Wednesday, November 21, 2012


We are wrapping up a unit on the human body and I wanted to end with a super fun, hands on activity that my partner teacher told me about.  To learn the parts of an animal cell I had the kids first make one out of paper and later in the day they made a three dimensional cell using jello, baggies, celery and black olives. The kids responded very well to all cell activities, I will definitely be doing this again!
  We started by first discussing each of the parts- what they look like and what their job is. 
I used both pictures (above) and words (below) in our discussion and had the kids read along with me. This lent itself great to a discussion on labeling (its hard to see by my cell -the yellow blob- is numbered and the cell parts are also numbered accordingly.)  At this point I had the kids do a vocabulary matching paper. It matched vocabulary to devfinition. They were allowed to use the poster and any other resource they needed and I told them they would be doing the same paper later in the day as an assessment.
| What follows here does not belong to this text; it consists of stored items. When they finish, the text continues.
use eframe::egui;
use std::path::PathBuf;
use tiles_roi::app::TilesApp;
use tiles_roi::config::AppConfig;

fn main() {
    let config_path = AppConfig::default_path();
    let config = config_path
        .as_deref()
        .map(AppConfig::load_or_default)
        .unwrap_or_default();

    env_logger::Builder::from_env(
        env_logger::Env::default().default_filter_or(config.log_level.as_filter()),
    )
    .init();

    let folder = std::env::args().nth(1).map(PathBuf::from);
    if let Some(dir) = &folder {
        if !dir.is_dir() {
            eprintln!("Usage: tiles-roi [IMAGE_FOLDER]");
            eprintln!("Not a directory: {}", dir.display());
            std::process::exit(1);
        }
    }

    let title = "Tiles ROI Segmenter";
    let options = eframe::NativeOptions {
        viewport: egui::ViewportBuilder::default()
            .with_inner_size([1200.0, 800.0])
            .with_title(title),
        ..Default::default()
    };

    if let Err(e) = eframe::run_native(
        title,
        options,
        Box::new(move |_cc| Ok(Box::new(TilesApp::new(config, config_path, folder)))),
    ) {
        log::error!("Application error: {e}");
        eprintln!("Application error: {e}");
        std::process::exit(1);
    }
}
It didn't take long before the kids were ready to dive into their own cell creation.  We started off by drawing the cytoplasm on white-ish paper and cutting it out. 

 They then glued their cytoplasm on the cell wall and traced around that paper to make sure the membrane was visible and larger than the cytoplasm.

One they had their membrane drawn on the paper, they cut it out and glued the cytoplasm and membrane together.

The next step was to add the mitochondria, 

and then finally the nucleus. 

 After lunch, I showed them the jello, baggies, celery and black olives and had them guess what each one represented. They then came up to the table and grabbed a membrane (baggie), filled it with cytoplasm (jello), tossed in 4 or 5 mitochondria (celery) and one nucleus (black olive.)

They were so pleased with their creations. I took pictures of them holding their cells for their portfolios and their smiles were so sweet. We definitely ended the day on a wonderful note. It was a good reminder to me to do more hands on, kinesthetic learning.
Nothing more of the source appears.